Raoul Lélias vu par Bernard Le Bossé
J’ai connu Raoul il y a 35 ans, par 6000 mètres de haut, entre deux nuages. Les hautes altitudes facilitent les rencontres, forgent les relations, créent des liens, et comme le disait Antoine Blondin «le zinc est un métal conducteur d’amitié».
Dans un ciel bleu azur, à quelques encablures de l’équateur, un Viscount poussif d’Air Ceylan reliait Colombo à la capitale des Maldives. Sur ce vieux coucou à hélices, Laurent Voulzy aurait pu avec délices, improviser « De Ceylan à Malé, sur les ailes d’Air Ceylan, c’est long, c’est lent…..» tant nous nous déplacions à un train de sénateur, slalomant entre cirrus, strato-cumulus, cumulo-nimbus, et autres professeurs nimbus.
Habillé comme Tartarin, d’un ensemble deux pièces safari, couleur mastic, l’aventurier chasseur d’éléphants vint m’entreprendre alors que, scotché au hublot panoramique du vieux coucou déglingué, je contemplais béat, coté bâbord, le bleu indigo de 1’océan indien.
D’un abord facile, ce personnage haut en couleurs me fascina d’emblée. Il portait en lui la marque-de1a démesure, il était hors de toutes normes. En dix minutes, je savais tout de son passé, une «Léliade» comme dans Homère, et son futur semblait déjà une odyssée.

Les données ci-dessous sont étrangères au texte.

//! Console and file logger used by the library and the `graphsite` binary.
//! Feature flags: `log-info`, `log-debug`, `verbose`, `file-logging`.

use std::fmt::Arguments;
#[cfg(feature = "log-debug")]
use std::sync::atomic::AtomicBool;
use std::sync::atomic::{AtomicU8, Ordering};

#[cfg(feature = "file-logging")]
use std::{
    fs::{File, OpenOptions},
    io::Write,
    sync::{LazyLock, Mutex},
};

/// Logging levels.
#[derive(Copy, Clone, Debug, PartialEq, Eq)]
pub enum Level {
    /// Error-level messages (always enabled).
    Error = 1,
    /// Warning-level messages (always enabled).
    Warn = 2,
    /// Info-level messages (requires `log-info` feature).
    Info = 3,
    /// Debug-level messages (requires `log-debug` feature and runtime enablement).
    Debug = 4,
}

impl Level {
    /// Parse a level name (case-insensitive).
    #[must_use]
    pub fn parse(name: &str) -> Option<Self> {
        match name.to_ascii_lowercase().as_str() {
            "error" | "err" => Some(Self::Error),
            "warn" | "warning" => Some(Self::Warn),
            "info" => Some(Self::Info),
            "debug" => Some(Self::Debug),
            _ => None,
        }
    }

    const fn prefix(self) -> &'static str {
        match self {
            Self::Error => "[ERROR]",
            Self::Warn => "[WARN]",
            Self::Info => "[INFO]",
            Self::Debug => "[DEBUG]",
        }
    }
}

const fn default_level() -> u8 {
    if cfg!(feature = "log-debug") {
        Level::Debug as u8
    } else if cfg!(feature = "log-info") {
        Level::Info as u8
    } else {
        Level::Warn as u8
    }
}

static LOG_LEVEL: AtomicU8 = AtomicU8::new(default_level());
#[cfg(feature = "log-debug")]
static DEBUG_ENABLED: AtomicBool = AtomicBool::new(true);
#[cfg(feature = "verbose")]
static VERBOSE_ENABLED: AtomicBool = AtomicBool::new(false);
#[cfg(feature = "file-logging")]
static LOG_FILE: LazyLock<Mutex<Option<File>>> = LazyLock::new(|| Mutex::new(None));

/// Set the global log level.
pub fn set_level(level: Level) {
    LOG_LEVEL.store(level as u8, Ordering::SeqCst);
}

/// Current global log level.
#[must_use]
pub fn level() -> Level {
    match LOG_LEVEL.load(Ordering::SeqCst) {
        1 => Level::Error,
        2 => Level::Warn,
        3 => Level::Info,
        _ => Level::Debug,
    }
}

#[must_use]
/// Parse level from string (case-insensitive) and set it. Returns `true` on success.
pub fn set_level_from_str(level: &str) -> bool {
    Level::parse(level).is_some_and(|lvl| {
        set_level(lvl);
        true
    })
}

#[cfg(feature = "log-debug")]
/// Enable debug logging at runtime.
pub fn enable_debug() {
    DEBUG_ENABLED.store(true, Ordering::SeqCst);
}
#[cfg(not(feature = "log-debug"))]
/// Enable debug logging at runtime (no-op when `log-debug` feature is disabled).
pub const fn enable_debug() {}

#[cfg(feature = "log-debug")]
/// Disable debug logging at runtime.
pub fn disable_debug() {
    DEBUG_ENABLED.store(false, Ordering::SeqCst);
}
#[cfg(not(feature = "log-debug"))]
/// Disable debug logging at runtime (no-op when `log-debug` feature is disabled).
pub const fn disable_debug() {}

#[cfg(feature = "log-debug")]
/// Returns whether debug logging is enabled.
pub fn is_debug_enabled() -> bool {
    DEBUG_ENABLED.load(Ordering::SeqCst)
}
#[cfg(not(feature = "log-debug"))]
/// Returns whether debug logging is enabled (always false when feature is disabled).
pub const fn is_debug_enabled() -> bool {
    false
}

#[cfg(feature = "verbose")]
/// Enable verbose output at runtime.
pub fn enable_verbose() {
    VERBOSE_ENABLED.store(true, Ordering::SeqCst);
}
#[cfg(not(feature = "verbose"))]
/// Enable verbose output at runtime (no-op when `verbose` feature is disabled).
pub const fn enable_verbose() {}

#[cfg(feature = "verbose")]
/// Returns whether verbose output is enabled.
pub fn is_verbose_enabled() -> bool {
    VERBOSE_ENABLED.load(Ordering::SeqCst)
}
#[cfg(not(feature = "verbose"))]
/// Returns whether verbose output is enabled (always false when feature is disabled).
pub const fn is_verbose_enabled() -> bool {
    false
}

#[cfg(feature = "file-logging")]
#[must_use]
/// Send log lines to `path` (append mode) instead of the console. Returns `true` on success.
pub fn init_file_logging(path: &std::path::Path) -> bool {
    OpenOptions::new()
        .create(true)
        .append(true)
        .open(path)
        .is_ok_and(|file| {
            LOG_FILE.lock().is_ok_and(|mut slot| {
                *slot = Some(file);
                true
            })
        })
}

#[cfg(not(feature = "file-logging"))]
#[must_use]
/// File logging is unavailable without the `file-logging` feature; always `false`.
pub fn init_file_logging(_path: &std::path::Path) -> bool {
    false
}

/// Returns `true` when the line went to the log file.
#[cfg(feature = "file-logging")]
fn write_to_file(line: &str) -> bool {
    let Ok(mut slot) = LOG_FILE.lock() else {
        return false;
    };
    slot.as_mut().is_some_and(|file| {
        let _ = writeln!(file, "{line}");
        let _ = file.flush();
        true
    })
}

#[cfg(not(feature = "file-logging"))]
const fn write_to_file(_line: &str) -> bool {
    false
}

fn emit(level: Level, msg: &str) {
    let line = format!("{} {msg}", level.prefix());
    if write_to_file(&line) {
        return;
    }
    match level {
        Level::Error | Level::Warn => eprintln!("{line}"),
        Level::Info | Level::Debug => println!("{line}"),
    }
}

fn should_log(level: Level) -> bool {
    let compiled_in = match level {
        Level::Info => cfg!(feature = "log-info"),
        Level::Debug => cfg!(feature = "log-debug"),
        Level::Error | Level::Warn => true,
    };
    compiled_in
        && (level as u8) <= LOG_LEVEL.load(Ordering::SeqCst)
        && (level != Level::Debug || is_debug_enabled())
}

/// Internal logging dispatcher used by public macros.
pub fn log_impl(level: Level, args: Arguments) {
    if should_log(level) {
        emit(level, &args.to_string());
    }
}

#[macro_export]
/// Logs an error-level message (always enabled).
macro_rules! error { ($($arg:tt)*) => { $crate::logger::log_impl($crate::logger::Level::Error, format_args!($($arg)*)) }; }
#[macro_export]
/// Logs a warning-level message (always enabled).
macro_rules! warn  { ($($arg:tt)*) => { $crate::logger::log_impl($crate::logger::Level::Warn,  format_args!($($arg)*)) }; }
#[macro_export]
/// Logs an info-level message (requires `log-info` feature).
macro_rules! info  { ($($arg:tt)*) => { $crate::logger::log_impl($crate::logger::Level::Info,  format_args!($($arg)*)) }; }
#[macro_export]
/// Logs a debug-level message (requires `log-debug` feature and runtime enablement).
macro_rules! debug { ($($arg:tt)*) => { $crate::logger::log_impl($crate::logger::Level::Debug, format_args!($($arg)*)) }; }
#[macro_export]
/// Prints a console-only message when verbose output is enabled. Never written to log files.
macro_rules! verbose {
    ($($arg:tt)*) => {
        if $crate::logger::is_verbose_enabled() { println!($($arg)*); }
    }
}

Docteur émérite, et pacifiste avant l’heure, il fit son service militaire au pays des beaux maoris et des vahinés harmonieuses. Affecté au SMCB, c’est à bord de « La Coquille» matricule A678 qu’il sillonna les archipels polynésiens pour surveiller la radiobiologie de la faune et de la flore.
Dès le 2 juillet 1966, nos bidasses en folie déclenchaient un feu d’artifice permanent sur l’ile du « grand secret». Pendant huit ans, 41 tirs aériens (dont 8 bombes H mégatonniques) vitrifièrent toute vie animale et végétale dans les deux paradis insulaires qu’étaient Mururoa et Fangataufa.
De retour de ses missions de prélèvements biologiques dans les lagons turquoise des Tuamotus et des baies enchanteresses des Marquises, notre bon Docteur ne pouvait rester de marbre devant ces destructions massives aussi débiles qu’inutiles. Il eut à Mahina des coups de gueule mémorables avec ses supérieurs hiérarchiques. Raoul fut d’abord mis au mitard où il médita tard, et ensuite au placard où il eût le cafard.
Son anatomie de plongeur de combat fit alors des vagues dans tout le Pacifique, et même parfois des tsunamis qui furent ressentis jusqu’à Paris.
Cantonné près du phare de la Pointe de Vénus, le médecin contestataire consacra alors son temps à relire Loti, Stevenson et Melville, tout en contant fleurette aux midinettes aux beaux minois parfumées de monoï Tahiti.
La botanique l’absorba. Les filaos chevelus bercés de souffles lents emplissaient ses oreilles de leurs plaintes divines. Le tiaré odorant titillait ses narines, les fruits délicieux n’étaient plus défendus et Raoul avait faim : il voulait manger de la banane, il avait soif et il buvait de l’eau de coco.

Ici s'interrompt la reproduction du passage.